Tata Steel: blast-furnace H₂ injection trial; potential ~7–10% CO₂-intensity cut per tonne of crude steel.
JSW (Energy/Steel): plan for ~3,800 t/yr green H₂ with a 7-year supply arrangement for JSW Steel.
Consumers: Economic and Future Mobility Benefits
For individual consumers, the benefits are primarily macro-economic in the near term:
- 6 lakh jobs projected by 2030
- ₹1 lakh crore reduction in fossil fuel imports
In the medium term, hydrogen applications in transport and mobility will become tangible. Pilot projects for hydrogen-powered trains and planned electric trucks under the PM e-DRIVE scheme hint at a future where hydrogen fuels cleaner, more efficient mobility solutions.

Hydrogen mobility applications are emerging in public transport and freight
Opportunities and Persistent Challenges
Opportunities: India as a Global Hydrogen Hub
India’s solar and wind endowment allows for a potentially low-cost Levelized Cost of Hydrogen (LCOH). The SIGHT program, coupled with a 100% FDI automatic route, is expected to attract over ₹8 lakh crore in investment by 2030.
Clustered investments in industrial hubs and renewable resource-rich regions help:
- Minimize logistics costs
- Accelerate economies of scale
- Foster local manufacturing ecosystems for electrolyzers and fuel cells
Challenges: Cost and Infrastructure
1. Cost Gap
- Green hydrogen: $4–5/kg
- Grey hydrogen: $2.5/kg
High costs arise from electrolyzer CAPEX and renewable energy integration. Bridging this gap is essential for scaling adoption.
2. Infrastructure
- Limited pipelines, storage, and refueling networks
- Logistical and distribution challenges raise delivery costs
3. Regulatory Complexity
- Policies vary across states
- Need for consistent, long-term signals to de-risk private investment

Caption: Reducing the cost gap between green and grey hydrogen is crucial for scaling adoption
Strategic Priorities for 2025
- Demand Creation: Enforce minimum consumption mandates and leverage public procurement to provide predictable demand for private investors.
- Cluster, Connect, Conquer: Develop integrated green hydrogen hubs in resource-rich regions to optimize supply chains and reduce production costs.
- R&D and Innovation: Transition from academic research to rapid commercialization via testing facilities, pilot projects, and incubation programs.
- Global Collaboration: Harmonize standards, secure technology transfer, and open export markets through strategic international partnerships.

Key priorities for scaling India’s hydrogen ecosystem: demand creation, hubs, R&D, and global alliances.
Looking Ahead: Policy, Industry, and Consumer Integration
The NGHM represents a systemic shift for India’s energy, industrial, and mobility sectors.
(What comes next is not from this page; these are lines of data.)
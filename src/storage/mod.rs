// SPDX-License-Identifier: AGPL-3.0-or-later
//
// Copyright (C) 2026 Relational Network

//! # Ledger Storage Module
//!
//! Persistent state lives in a single redb database under `DATA_DIR`.
//!
//! ## Storage Layout
//!
//! ```text
//! ledger.redb
//!   launches          launch id -> LaunchRecord
//!   user_launches     user|!created_at|launch id -> launch id
//!   platform_wallets  user id -> PlatformWallet
//!   audit_events      timestamp|event id -> AuditEvent
//! ```
//!
//! Private keys are stored only as vault envelopes (see [`crate::vault`]).

pub mod audit;
pub mod ledger;
pub mod ownership;
pub mod records;

pub use audit::{AuditEvent, AuditEventType, AuditRepository};
pub use ledger::{Ledger, LedgerError, LedgerResult};
pub use ownership::{OwnedResource, OwnershipCheck};
pub use records::{LaunchRecord, LaunchStatus, PlatformWallet, PoolState, PoolStatus};
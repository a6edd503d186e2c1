// SPDX-License-Identifier: AGPL-3.0-or-later
//
// Copyright (C) 2026 Relational Network

//! Embedded launch ledger backed by redb (pure Rust, ACID).
//!
//! ## Table Layout
//!
//! - `launches`: launch id → serialized LaunchRecord
//! - `user_launches`: composite key (user|!created_at|launch_id) → launch id
//! - `platform_wallets`: user id → serialized PlatformWallet
//! - `audit_events`: see [`super::audit`]
//!
//! Every mutation of a launch goes through [`Ledger::update_launch`], which
//! reads, mutates and writes the record inside a single write transaction.
//! redb serializes write transactions, so a status check made inside the
//! closure is a compare-and-set.

use std::path::Path;

use chrono::Utc;
use redb::{Database, ReadableDatabase, ReadableTable, TableDefinition};

use super::audit::AUDIT_EVENTS;
use super::records::{LaunchRecord, LaunchStatus, PlatformWallet};

// =============================================================================
// Table Definitions
// =============================================================================

/// Primary table: launch id → serialized LaunchRecord (JSON bytes).
const LAUNCHES: TableDefinition<&str, &[u8]> = TableDefinition::new("launches");

/// Index: composite key → launch id.
/// Key format: `len_be(user) | user | !created_at_be | launch_id` for newest-first scans.
const USER_LAUNCHES: TableDefinition<&[u8], &str> = TableDefinition::new("user_launches");

/// User id → serialized PlatformWallet (JSON bytes).
const PLATFORM_WALLETS: TableDefinition<&str, &[u8]> = TableDefinition::new("platform_wallets");

// =============================================================================
// Error Type
// =============================================================================

#[derive(Debug, thiserror::Error)]
pub enum LedgerError {
    #[error("redb error: {0}")]
    Redb(#[from] redb::Error),

    #[error("redb database error: {0}")]
    RedbDatabase(#[from] redb::DatabaseError),

    #[error("redb transaction error: {0}")]
    RedbTransaction(#[from] redb::TransactionError),

    #[error("redb table error: {0}")]
    RedbTable(#[from] redb::TableError),

    #[error("redb storage error: {0}")]
    RedbStorage(#[from] redb::StorageError),

    #[error("redb commit error: {0}")]
    RedbCommit(#[from] redb::CommitError),

    #[error("serialization error: {0}")]
    Serde(#[from] serde_json::Error),

    #[error("io error: {0}")]
    Io(#[from] std::io::Error),

    #[error("not found: {0}")]
    NotFound(String),

    #[error("already exists: {0}")]
    AlreadyExists(String),
}

pub type LedgerResult<T> = Result<T, LedgerError>;

// =============================================================================
// Index Key Helpers
// =============================================================================

/// Prefix shared by all index keys of one user.
///
/// The user id is length-prefixed so that no user's prefix is a prefix of
/// another user's keys.
fn make_user_prefix(user_id: &str) -> Vec<u8> {
    let mut prefix = Vec::with_capacity(4 + user_id.len());
    prefix.extend_from_slice(&(user_id.len() as u32).to_be_bytes());
    prefix.extend_from_slice(user_id.as_bytes());
    prefix
}

fn make_index_key(user_id: &str, created_at_millis: i64, launch_id: &str) -> Vec<u8> {
    let mut key = make_user_prefix(user_id);
    // Inverted timestamp for descending order (newest first)
    key.extend_from_slice(&(!created_at_millis as u64).to_be_bytes());
    key.extend_from_slice(launch_id.as_bytes());
    key
}

/// Upper bound for a range scan over one user's keys.
fn make_prefix_end(user_id: &str) -> Vec<u8> {
    let mut end = make_user_prefix(user_id);
    end.extend_from_slice(&[0xFF; 20]);
    end
}

// =============================================================================
// Ledger
// =============================================================================

/// Durable store for launch records and platform wallets.
pub struct Ledger {
    db: Database,
}

impl Ledger {
    /// Open (or create) the ledger at the given path.
    pub fn open(path: &Path) -> LedgerResult<Self> {
        if let Some(parent) = path.parent() {
            std::fs::create_dir_all(parent)?;
        }
        let db = Database::create(path)?;

        // Pre-create all tables so later read transactions don't fail
        let write_txn = db.begin_write()?;
        {
            let _ = write_txn.open_table(LAUNCHES)?;
            let _ = write_txn.open_table(USER_LAUNCHES)?;
            let _ = write_txn.open_table(PLATFORM_WALLETS)?;
            let _ = write_txn.open_table(AUDIT_EVENTS)?;
        }
        write_txn.commit()?;

        Ok(Self { db })
    }

    pub(super) fn db(&self) -> &Database {
        &self.db
    }

    /// Verify the database can serve a read transaction.
    pub fn health_check(&self) -> LedgerResult<()> {
        let read_txn = self.db.begin_read()?;
        let _ = read_txn.open_table(LAUNCHES)?;
        Ok(())
    }

    // =========================================================================
    // Launch records
    // =========================================================================

    /// Insert a new launch and its owner index entry.
    pub fn insert_launch(&self, record: &LaunchRecord) -> LedgerResult<()> {
        let json = serde_json::to_vec(record)?;
        let index_key = make_index_key(
            &record.owner_user_id,
            record.created_at.timestamp_millis(),
            &record.id,
        );

        let write_txn = self.db.begin_write()?;
        {
            let mut table = write_txn.open_table(LAUNCHES)?;
            if table.get(record.id.as_str())?.is_some() {
                return Err(LedgerError::AlreadyExists(format!("launch {}", record.id)));
            }
            table.insert(record.id.as_str(), json.as_slice())?;

            let mut idx_table = write_txn.open_table(USER_LAUNCHES)?;
            idx_table.insert(index_key.as_slice(), record.id.as_str())?;
        }
        write_txn.commit()?;
        Ok(())
    }

    /// Look up a launch by id, regardless of owner.
    pub fn get_launch(&self, id: &str) -> LedgerResult<Option<LaunchRecord>> {
        let read_txn = self.db.begin_read()?;
        let table = read_txn.open_table(LAUNCHES)?;
        match table.get(id)? {
            Some(value) => Ok(Some(serde_json::from_slice(value.value())?)),
            None => Ok(None),
        }
    }

    /// Atomically read, mutate and write a launch.
    ///
    /// If `mutate` returns an error the transaction is aborted and nothing
    /// is written. `updated_at` is bumped on success.
    pub fn update_launch<F, E>(&self, id: &str, mutate: F) -> Result<LaunchRecord, E>
    where
        F: FnOnce(&mut LaunchRecord) -> Result<(), E>,
        E: From<LedgerError>,
    {
        let write_txn = self.db.begin_write().map_err(LedgerError::from)?;
        let outcome = {
            let mut table = write_txn.open_table(LAUNCHES).map_err(LedgerError::from)?;

            let mut record: LaunchRecord = {
                let existing = table
                    .get(id)
                    .map_err(LedgerError::from)?
                    .ok_or_else(|| LedgerError::NotFound(format!("launch {id}")))?;
                serde_json::from_slice(existing.value()).map_err(LedgerError::from)?
            };

            match mutate(&mut record) {
                Ok(()) => {
                    record.updated_at = Utc::now();
                    let json = serde_json::to_vec(&record).map_err(LedgerError::from)?;
                    table
                        .insert(id, json.as_slice())
                        .map_err(LedgerError::from)?;
                    Ok(record)
                }
                Err(e) => Err(e),
            }
        };

        match outcome {
            Ok(record) => {
                write_txn.commit().map_err(LedgerError::from)?;
                Ok(record)
            }
            Err(e) => {
                write_txn.abort().map_err(LedgerError::from)?;
                Err(e)
            }
        }
    }

    /// All launches of a user, newest first.
    pub fn list_by_owner(&self, user_id: &str) -> LedgerResult<Vec<LaunchRecord>> {
        let read_txn = self.db.begin_read()?;
        let idx_table = read_txn.open_table(USER_LAUNCHES)?;
        let table = read_txn.open_table(LAUNCHES)?;

        let prefix = make_user_prefix(user_id);
        let prefix_end = make_prefix_end(user_id);

        let mut results = Vec::new();
        for entry in idx_table.range(prefix.as_slice()..prefix_end.as_slice())? {
            let (_, launch_id) = entry?;
            if let Some(value) = table.get(launch_id.value())? {
                let record: LaunchRecord = serde_json::from_slice(value.value())?;
                if record.owner_user_id == user_id {
                    results.push(record);
                }
            }
        }
        Ok(results)
    }

    /// All launches currently in `status`, oldest first.
    pub fn list_by_status(&self, status: LaunchStatus) -> LedgerResult<Vec<LaunchRecord>> {
        let read_txn = self.db.begin_read()?;
        let table = read_txn.open_table(LAUNCHES)?;

        let mut results = Vec::new();
        for entry in table.iter()? {
            let (_, value) = entry?;
            let record: LaunchRecord = serde_json::from_slice(value.value())?;
            if record.status() == status {
                results.push(record);
            }
        }
        results.sort_by_key(|r| r.created_at);
        Ok(results)
    }

    // =========================================================================
    // Platform wallets
    // =========================================================================

    pub fn get_platform_wallet(&self, user_id: &str) -> LedgerResult<Option<PlatformWallet>> {
        let read_txn = self.db.begin_read()?;
        let table = read_txn.open_table(PLATFORM_WALLETS)?;
        match table.get(user_id)? {
            Some(value) => Ok(Some(serde_json::from_slice(value.value())?)),
            None => Ok(None),
        }
    }

    /// Store `wallet` unless the user already has one.
    ///
    /// Returns the wallet that is stored after the call: the existing one if
    /// present, otherwise `wallet`.
    pub fn insert_platform_wallet_if_absent(
        &self,
        wallet: PlatformWallet,
    ) -> LedgerResult<PlatformWallet> {
        let write_txn = self.db.begin_write()?;
        let stored = {
            let mut table = write_txn.open_table(PLATFORM_WALLETS)?;
            let existing: Option<PlatformWallet> = match table.get(wallet.owner_user_id.as_str())? {
                Some(value) => Some(serde_json::from_slice(value.value())?),
                None => None,
            };

            match existing {
                Some(existing) => existing,
                None => {
                    let json = serde_json::to_vec(&wallet)?;
                    table.insert(wallet.owner_user_id.as_str(), json.as_slice())?;
                    wallet
                }
            }
        };
        write_txn.commit()?;
        Ok(stored)
    }
}

// =============================================================================
// Tests
// =============================================================================
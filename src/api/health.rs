// SPDX-License-Identifier: AGPL-3.0-or-later
//
// Copyright (C) 2026 Relational Network

use axum::{extract::State, http::StatusCode, Json};
use serde::Serialize;
use tracing::warn;
use utoipa::ToSchema;

use crate::state::AppState;

/// Readiness response with individual component status.
#[derive(Debug, Serialize, ToSchema)]
pub struct ReadyResponse {
    /// Overall status ("ok" or "degraded").
    pub status: String,
    pub checks: HealthChecks,
}

#[derive(Debug, Serialize, ToSchema)]
pub struct HealthChecks {
    /// Whether the service process is running.
    pub service: String,
    /// Whether the ledger database accepts reads.
    pub ledger: String,
}

/// Simple health check response for liveness probes.
#[derive(Debug, Serialize, ToSchema)]
pub struct HealthResponse {
    pub status: String,
}

/// Liveness probe handler.
///
/// Always returns 200 if the process is running.
#[utoipa::path(
    get,
    path = "/health",
    tag = "Health",
    responses(
        (status = 200, description = "Service is alive", body = HealthResponse)
    )
)]
pub async fn liveness() -> Json<HealthResponse> {
    Json(HealthResponse {
        status: "ok".to_string(),
    })
}

/// Readiness probe handler.
///
/// Returns 503 when the ledger cannot be read.
#[utoipa::path(
    get,
    path = "/health/ready",
    tag = "Health",
    responses(
        (status = 200, description = "Service is ready", body = ReadyResponse),
        (status = 503, description = "Service is not ready", body = ReadyResponse)
    )
)]
pub async fn readiness(State(state): State<AppState>) -> (StatusCode, Json<ReadyResponse>) {
    let ledger_ok = match state.ledger.health_check() {
        Ok(()) => true,
        Err(e) => {
            warn!(error = %e, "Ledger health check failed");
            false
        }
    };

    let response = ReadyResponse {
        status: if ledger_ok { "ok" } else { "degraded" }.to_string(),
        checks: HealthChecks {
            service: "ok".to_string(),
            ledger: if ledger_ok { "ok" } else { "unavailable" }.to_string(),
        },
    };
    let status = if ledger_ok {
        StatusCode::OK
    } else {
        StatusCode::SERVICE_UNAVAILABLE
    };

    (status, Json(response))
}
Success depends on aligning:
- Policy incentives with private investment
- Grid management strategies with electrolyzer deployment
- Industrial adoption with consumer mobility applications
States that adopt holistic hydrogen strategies - integrating production, storage, and industrial use - will likely become national exemplars, demonstrating efficiency, economic impact, and export readiness.

Integrated hydrogen strategies link production, industrial use, and mobility applications.
Conclusion: From Strategic Vision to Action
The National Green Hydrogen Mission is more than policy; it is a strategic pivot for India’s energy and industrial future. While challenges remain - particularly cost parity and infrastructure - policy clarity, private sector engagement, and proactive investment provide a roadmap for success.
By focusing on:
- Creating guaranteed demand
- Building integrated hydrogen hubs
- Investing in R&D and innovation
- Forming global alliances
India can not only decarbonize its power sector but emerge as a global leader in green hydrogen, turning energy challenges into economic and strategic opportunities.